My connection to Mark Twain this week is asking the questions: Is there a term called Protoantiracist? If there is, is this considered it? Is this America’s first work that asks the conversation to the table or not just slavery, but the oppression that we as a nation placed on entire ethnicity that we stole, raped, killed, and massacred from another land? Is Mark Twain the beginning of Protoantiracism?
By the end of the story, Huck Finn decides that the bond he has built with his friend Jim was worthwhile, and he did care about his livelihood. These feelings came from a genuine place within Huck’s heart because- as the naivety of child will have, he believed that caring for Jim meant condemning himself to Hell. Yet, he still made the decision to. Hence the infamous line titled this week’s title “All right, then, I’ll go to Hell”. 

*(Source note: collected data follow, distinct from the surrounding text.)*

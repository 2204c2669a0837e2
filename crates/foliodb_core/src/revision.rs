//! Revision tokens for optimistic concurrency.

use crate::error::StoreError;
use serde::{Deserialize, Serialize};
use std::fmt;
use std::str::FromStr;

/// An opaque revision token.
///
/// A revision changes on every mutation of a document. The token from the
/// most recent read must be echoed on the next write; a write carrying a
/// stale token is rejected by the store.
///
/// The textual form is `generation-digest`, e.g. `3-9f2a40c1d408be77`.
/// Ordering compares generation first, then digest, which gives sync a
/// deterministic winner for concurrent edits.
#[derive(Debug, Clone, PartialEq, Eq, PartialOrd, Ord, Hash, Serialize, Deserialize)]
pub struct Revision {
    generation: u64,
    digest: String,
}

impl Revision {
    /// Creates a revision from its parts.
    pub fn new(generation: u64, digest: impl Into<String>) -> Self {
        Self {
            generation,
            digest: digest.into(),
        }
    }

    /// Derives the first revision for newly inserted content.
    pub fn first(content_digest: &str) -> Self {
        Self::new(1, content_digest)
    }

    /// Derives the successor revision for new content.
    pub fn next(&self, content_digest: &str) -> Self {
        Self::new(self.generation + 1, content_digest)
    }

    /// Returns the generation counter.
    #[must_use]
    pub fn generation(&self) -> u64 {
        self.generation
    }

    /// Returns the content digest.
    #[must_use]
    pub fn digest(&self) -> &str {
        &self.digest
    }
}

impl fmt::Display for Revision {
    fn fmt(&self, f: &mut fmt::Formatter<'_>) -> fmt::Result {
        write!(f, "{}-{}", self.generation, self.digest)
    }
}

impl FromStr for Revision {
    type Err = StoreError;

    fn from_str(s: &str) -> Result<Self, Self::Err> {
        let (generation, digest) = s
            .split_once('-')
            .ok_or_else(|| StoreError::InvalidRevision(s.to_string()))?;

        let generation: u64 = generation
            .parse()
            .map_err(|_| StoreError::InvalidRevision(s.to_string()))?;

        if digest.is_empty() {
            return Err(StoreError::InvalidRevision(s.to_string()));
        }

        Ok(Self::new(generation, digest))
    }
}

/// Computes the content digest for a revision token.
///
/// The digest is the first 8 bytes of SHA-256 over the encoded document
/// content, hex-encoded.
pub fn content_digest(content: &[u8]) -> String {
    use sha2::{Digest, Sha256};
    let hash = Sha256::digest(content);
    hex::encode(&hash[..8])
}

#[cfg(test)]
mod tests {
    use super::*;

    #[test]
    fn display_and_parse_roundtrip() {
        let rev = Revision::new(3, "9f2a40c1d408be77");
        let parsed: Revision = rev.to_string().parse().unwrap();
        assert_eq!(parsed, rev);
    }

    #[test]
    fn parse_rejects_malformed_tokens() {
        assert!("".parse::<Revision>().is_err());
        assert!("3".parse::<Revision>().is_err());
        assert!("3-".parse::<Revision>().is_err());
        assert!("x-abc".parse::<Revision>().is_err());
    }

    #[test]
    fn next_bumps_generation() {
        let rev = Revision::first("aaaa");
        let next = rev.next("bbbb");
        assert_eq!(next.generation(), 2);
        assert_eq!(next.digest(), "bbbb");
    }

    #[test]
    fn ordering_prefers_higher_generation() {
        let older = Revision::new(2, "ffff");
        let newer = Revision::new(3, "0000");
        assert!(newer > older);
    }

    #[test]
    fn ordering_breaks_ties_on_digest() {
        let a = Revision::new(3, "aaaa");
        let b = Revision::new(3, "bbbb");
        assert!(b > a);
    }

    #[test]
    fn digest_is_deterministic() {
        assert_eq!(content_digest(b"abc"), content_digest(b"abc"));
        assert_ne!(content_digest(b"abc"), content_digest(b"abd"));
        assert_eq!(content_digest(b"abc").len(), 16);
    }

    mod properties {
        use super::*;
        use proptest::prelude::*;

        proptest! {
            // Conflict resolution picks winners by revision order, so a
            // higher generation must always win regardless of digests.
            #[test]
            fn higher_generation_always_orders_later(
                g in 1u64..u64::MAX,
                da in "[0-9a-f]{16}",
                db in "[0-9a-f]{16}",
            ) {
                prop_assert!(Revision::new(g + 1, da) > Revision::new(g, db));
            }

            #[test]
            fn textual_form_roundtrips(g in 1u64.., d in "[0-9a-f]{16}") {
                let rev = Revision::new(g, d);
                let parsed: Revision = rev.to_string().parse().unwrap();
                prop_assert_eq!(parsed, rev);
            }
        }
    }
}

Granted this world has developed into a completely different reality in this modern era, but it raises the question of what does Huck’s change of heart equal to in today’s world? I don’t believe it equals the work that should be done by white antiracists who use their privelege to guard the bodies of black Americans when a cop points a gun at them for having a black back pack and is on his knees. But what does it equal to? Or maybe I am looking at this text the wrong way. Did Twain’s The Adventures of Huckleberry Finn make the way for other literature to know the path of going against the grain, of questioning their nation, or of testing the boundaries of our democracy. What was the impact of Huck Finn? Was this Twain’s intentions?
I am sorry to the readers who feel I should have answers to these questions. I, myself, still am trying to figure these out. In the meantime, more Twain content to be consumed.